The ride to Blackwicket House was mercifully silent, and I spent it trying to determine how deep the pain had rooted.

My father had always been the absent kind, and my dependence on him had eventually become nonexistent.

When I’d told him I never wanted to see him again, I’d meant it.

Yet now I was forced to face the uncomfortable fact that while Darren was alive, I’d been able to pretend someone out there cared about me, at least a little. Not in the right way, but in some way.

I was aware of Inspector Harrow next to me. When we’d last sat here, he’d pulled my magic free and swallowed a piece of it whole. It felt like a lifetime ago, a thousand years between that moment and this one. I couldn’t look at him.

I didn’t wait for him to open my door when we arrived, exiting right away, still wrapped in his suit jacket. Blackwicket House welcomed us both, the state of me sending a buzz through the foundation. For a fraction of a moment, I wasn’t completely lost. The house needed me.

“I’ll check around,” Inspector Harrow said, closing the door behind us. The lock clicked on its own, giving him pause. I awaited a reaction, but he chose to say nothing.

“No.
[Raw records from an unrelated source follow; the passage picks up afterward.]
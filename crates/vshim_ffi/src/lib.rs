//! C ABI over vshim simulation sessions.
//!
//! Every session is an explicit heap handle owned by the caller: open one
//! with [`vshim_session_open`], drive it with [`vshim_session_eval`] and the
//! port accessors, and release it with [`vshim_session_close`]. Calls that
//! can fail return `0` on success and `-1` on failure; the failure message is
//! then available from [`vshim_last_error`] on the same thread.
//!
//! Handles are not thread-safe. Use each handle from one thread at a time.

#![warn(missing_docs)]

pub mod error;

use std::cell::RefCell;
use std::ffi::{c_char, CStr, CString};
use std::panic::{catch_unwind, AssertUnwindSafe};
use std::path::Path;
use std::ptr;

use log::debug;
use vshim_common::PortId;
use vshim_config::{load_config, load_config_file, resolve_session_plan};
use vshim_sim::{open_session, DynSession};

pub use error::FfiError;

/// Opaque session handle handed to C callers.
pub struct VshimSession {
    session: DynSession,
}

thread_local! {
    static LAST_ERROR: RefCell<Option<CString>> = const { RefCell::new(None) };
}

fn set_last_error(err: &FfiError) {
    let message = CString::new(err.to_string().replace('\0', " "))
        .unwrap_or_else(|_| CString::from(c"error message unavailable"));
    LAST_ERROR.with(|slot| *slot.borrow_mut() = Some(message));
}

fn clear_last_error() {
    LAST_ERROR.with(|slot| *slot.borrow_mut() = None);
}

/// Runs `f`, recording any error or panic, and maps the outcome to a status
/// code.
fn status(f: impl FnOnce() -> Result<(), FfiError>) -> i32 {
    match guarded(f) {
        Some(()) => 0,
        None => -1,
    }
}

/// Runs `f` behind a panic guard, recording failures. Returns `None` on any
/// failure.
fn guarded<T>(f: impl FnOnce() -> Result<T, FfiError>) -> Option<T> {
    clear_last_error();
    let outcome = catch_unwind(AssertUnwindSafe(f)).unwrap_or_else(|panic| {
        let msg = panic
            .downcast_ref::<&str>()
            .map(|s| s.to_string())
            .or_else(|| panic.downcast_ref::<String>().cloned())
            .unwrap_or_else(|| "unknown".to_string());
        Err(FfiError::Panic(msg))
    });
    match outcome {
        Ok(value) => Some(value),
        Err(e) => {
            set_last_error(&e);
            None
        }
    }
}

/// # Safety
///
/// `handle` must be null or a live pointer returned by `vshim_session_open`.
unsafe fn session_mut<'a>(handle: *mut VshimSession) -> Result<&'a mut DynSession, FfiError> {
    handle
        .as_mut()
        .map(|h| &mut h.session)
        .ok_or(FfiError::NullHandle)
}

/// # Safety
///
/// `handle` must be null or a live pointer returned by `vshim_session_open`.
unsafe fn session_ref<'a>(handle: *const VshimSession) -> Result<&'a DynSession, FfiError> {
    handle
        .as_ref()
        .map(|h| &h.session)
        .ok_or(FfiError::NullHandle)
}

unsafe fn str_arg<'a>(ptr: *const c_char, what: &'static str) -> Result<&'a str, FfiError> {
    if ptr.is_null() {
        return Err(FfiError::InvalidString(what));
    }
    CStr::from_ptr(ptr)
        .to_str()
        .map_err(|_| FfiError::InvalidString(what))
}

fn open_from_path(path: &Path) -> Result<DynSession, FfiError> {
    let (config, base) = if path.is_dir() {
        (load_config(path)?, path.to_path_buf())
    } else {
        let base = path
            .parent()
            .map(Path::to_path_buf)
            .unwrap_or_default();
        (load_config_file(path)?, base)
    };
    let plan = resolve_session_plan(&config, &base)?;
    let session = open_session(&plan)?;
    debug!("opened C session for {}", plan.model_name);
    Ok(session)
}

/// Opens a session from a `vshim.toml` file or a directory containing one.
///
/// Returns null on failure.
///
/// # Safety
///
/// `config_path` must be null or a valid NUL-terminated string.
#[no_mangle]
pub unsafe extern "C" fn vshim_session_open(config_path: *const c_char) -> *mut VshimSession {
    guarded(|| {
        let path = str_arg(config_path, "config_path")?;
        let session = open_from_path(Path::new(path))?;
        Ok(Box::into_raw(Box::new(VshimSession { session })))
    })
    .unwrap_or(ptr::null_mut())
}

/// Evaluates the model once and records the trace.
///
/// # Safety
///
/// `handle` must be null or a live handle from `vshim_session_open`.
#[no_mangle]
pub unsafe extern "C" fn vshim_session_eval(handle: *mut VshimSession) -> i32 {
    status(|| Ok(session_mut(handle)?.step()?))
}

/// Destroys the session and frees the handle. The handle is invalid
/// afterwards even when this returns `-1`.
///
/// # Safety
///
/// `handle` must be null or a live handle from `vshim_session_open` that is
/// not used again.
#[no_mangle]
pub unsafe extern "C" fn vshim_session_close(handle: *mut VshimSession) -> i32 {
    if handle.is_null() {
        return status(|| Err(FfiError::NullHandle));
    }
    let mut owned = Box::from_raw(handle);
    status(move || Ok(owned.session.destroy()?))
}

/// Number of ports, or `-1` on a null handle.
///
/// # Safety
///
/// `handle` must be null or a live handle from `vshim_session_open`.
#[no_mangle]
pub unsafe extern "C" fn vshim_port_count(handle: *const VshimSession) -> i32 {
    guarded(|| Ok(session_ref(handle)?.ports().len() as i32)).unwrap_or(-1)
}

/// Index of the port called `name`, or `-1` if there is none.
///
/// # Safety
///
/// `handle` must be null or a live handle; `name` must be null or a valid
/// NUL-terminated string.
#[no_mangle]
pub unsafe extern "C" fn vshim_port_index(handle: *const VshimSession, name: *const c_char) -> i32 {
    guarded(|| {
        let session = session_ref(handle)?;
        let name = str_arg(name, "name")?;
        Ok(session.port_id(name)?.as_raw() as i32)
    })
    .unwrap_or(-1)
}

/// Width in bits of port `index`, or `-1` on failure.
///
/// # Safety
///
/// `handle` must be null or a live handle from `vshim_session_open`.
#[no_mangle]
pub unsafe extern "C" fn vshim_port_width(handle: *const VshimSession, index: u32) -> i32 {
    guarded(|| Ok(session_ref(handle)?.port(PortId::from_raw(index))?.width as i32)).unwrap_or(-1)
}

/// Reads the low 64 bits of port `index` into `*out`.
///
/// # Safety
///
/// `handle` must be null or a live handle; `out` must be null or valid for
/// a `u64` write.
#[no_mangle]
pub unsafe extern "C" fn vshim_port_read(
    handle: *const VshimSession,
    index: u32,
    out: *mut u64,
) -> i32 {
    status(|| {
        let session = session_ref(handle)?;
        let out = out.as_mut().ok_or(FfiError::NullOutput)?;
        *out = session.read_u64(PortId::from_raw(index))?;
        Ok(())
    })
}

/// Writes `value` to input port `index`.
///
/// # Safety
///
/// `handle` must be null or a live handle from `vshim_session_open`.
#[no_mangle]
pub unsafe extern "C" fn vshim_port_write(
    handle: *mut VshimSession,
    index: u32,
    value: u64,
) -> i32 {
    status(|| Ok(session_mut(handle)?.write_u64(PortId::from_raw(index), value)?))
}

/// Current trace timestamp; `0` when tracing is off or the handle is null.
///
/// # Safety
///
/// `handle` must be null or a live handle from `vshim_session_open`.
#[no_mangle]
pub unsafe extern "C" fn vshim_trace_time(handle: *const VshimSession) -> u64 {
    session_ref(handle)
        .ok()
        .and_then(|s| s.trace_time())
        .unwrap_or(0)
}

/// Message of the last failure on this thread, or null if the last call
/// succeeded. The pointer is valid until the next vshim call on this thread.
#[no_mangle]
pub extern "C" fn vshim_last_error() -> *const c_char {
    LAST_ERROR.with(|slot| {
        slot.borrow()
            .as_ref()
            .map_or(ptr::null(), |msg| msg.as_ptr())
    })
}

#[cfg(test)]
mod tests {
    use super::*;

    fn last_error() -> Option<String> {
        let ptr = vshim_last_error();
        if ptr.is_null() {
            None
        } else {
            Some(unsafe { CStr::from_ptr(ptr) }.to_string_lossy().into_owned())
        }
    }

    fn write_config(dir: &Path, body: &str) -> CString {
        std::fs::write(dir.join("vshim.toml"), body).unwrap();
        CString::new(dir.to_str().unwrap()).unwrap()
    }

    const FULL_ADDER: &str = r#"
[model]
name = "FullAdder"
reference = "full_adder"
"#;

    #[test]
    fn full_adder_through_c_abi() {
        let dir = tempfile::tempdir().unwrap();
        let path = write_config(dir.path(), FULL_ADDER);
        unsafe {
            let h = vshim_session_open(path.as_ptr());
            assert!(!h.is_null(), "{:?}", last_error());
            assert_eq!(vshim_port_count(h), 5);

            let in0 = vshim_port_index(h, c"in0".as_ptr());
            let sum = vshim_port_index(h, c"sum".as_ptr());
            assert_eq!(in0, 0);
            assert_eq!(sum, 3);
            assert_eq!(vshim_port_width(h, sum as u32), 1);

            assert_eq!(vshim_port_write(h, in0 as u32, 1), 0);
            assert_eq!(vshim_session_eval(h), 0);
            let mut out = 0u64;
            assert_eq!(vshim_port_read(h, sum as u32, &mut out), 0);
            assert_eq!(out, 1);
            assert!(last_error().is_none());

            assert_eq!(vshim_trace_time(h), 0);
            assert_eq!(vshim_session_close(h), 0);
        }
    }

    #[test]
    fn traced_counter_through_c_abi() {
        let dir = tempfile::tempdir().unwrap();
        let path = write_config(
            dir.path(),
            r#"
[model]
name = "Counter"
reference = "counter"
width = 8

[trace]
enabled = true
prefix = "ffi"
"#,
        );
        unsafe {
            let h = vshim_session_open(path.as_ptr());
            assert!(!h.is_null(), "{:?}", last_error());
            let clk = vshim_port_index(h, c"clk".as_ptr()) as u32;
            for i in 0..10u64 {
                assert_eq!(vshim_port_write(h, clk, i % 2), 0);
                assert_eq!(vshim_session_eval(h), 0);
            }
            assert_eq!(vshim_trace_time(h), 45);
            assert_eq!(vshim_session_close(h), 0);
        }
        assert!(dir.path().join("ffi.Counter.vcd").exists());
    }

    #[test]
    fn errors_are_reported() {
        let dir = tempfile::tempdir().unwrap();
        let path = write_config(dir.path(), FULL_ADDER);
        unsafe {
            let h = vshim_session_open(path.as_ptr());
            assert_eq!(vshim_port_index(h, c"carry".as_ptr()), -1);
            assert_eq!(last_error().as_deref(), Some("unknown port 'carry'"));

            assert_eq!(vshim_port_write(h, 3, 1), -1);
            assert!(last_error().unwrap().contains("output"));

            assert_eq!(vshim_port_read(h, 99, ptr::null_mut()), -1);
            assert_eq!(last_error().as_deref(), Some("null output pointer"));

            let mut out = 0u64;
            assert_eq!(vshim_port_read(h, 99, &mut out), -1);
            assert!(last_error().unwrap().contains("out of range"));

            assert_eq!(vshim_port_width(h, 99), -1);
            assert_eq!(vshim_session_close(h), 0);
        }
    }

    #[test]
    fn null_handles_rejected() {
        unsafe {
            assert_eq!(vshim_session_eval(ptr::null_mut()), -1);
            assert_eq!(last_error().as_deref(), Some("null session handle"));
            assert_eq!(vshim_session_close(ptr::null_mut()), -1);
            assert_eq!(vshim_port_count(ptr::null()), -1);
            assert_eq!(vshim_port_index(ptr::null(), c"a".as_ptr()), -1);
            assert_eq!(vshim_trace_time(ptr::null()), 0);
        }
    }

    #[test]
    fn open_failures_return_null() {
        unsafe {
            assert!(vshim_session_open(ptr::null()).is_null());
            assert!(last_error().unwrap().contains("config_path"));
        }

        let dir = tempfile::tempdir().unwrap();
        let missing = CString::new(dir.path().join("nope.toml").to_str().unwrap()).unwrap();
        unsafe {
            assert!(vshim_session_open(missing.as_ptr()).is_null());
        }
        assert!(last_error().is_some());
    }

    #[test]
    fn open_from_config_file_path() {
        let dir = tempfile::tempdir().unwrap();
        write_config(dir.path(), FULL_ADDER);
        let file = CString::new(dir.path().join("vshim.toml").to_str().unwrap()).unwrap();
        unsafe {
            let h = vshim_session_open(file.as_ptr());
            assert!(!h.is_null(), "{:?}", last_error());
            assert_eq!(vshim_session_close(h), 0);
        }
    }
}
You have questions, and I want to answer them.” I removed the jacket from my shoulders and handed it back to him .

He took it, his regard trailing from the sleeves of my blouse to my neck and cheek. All the places where blood remained, drying.

“You should clean up,” he said.

“We talk now. I don’t want this conversation hanging over my head. I’ll never sleep.”

To indicate my will, I rooted myself to the spot, my insides trembling with resurfacing emotion.

“Very well.” Inspector Harrow donned his jacket, abandoning his attempts at feigning care. “Did you murder Darren Rose?”

“I didn’t,” I replied, in the same stiff tone I’d used the first time he’d asked me if I’d killed Brock Moftan. Only now, I wasn’t lying.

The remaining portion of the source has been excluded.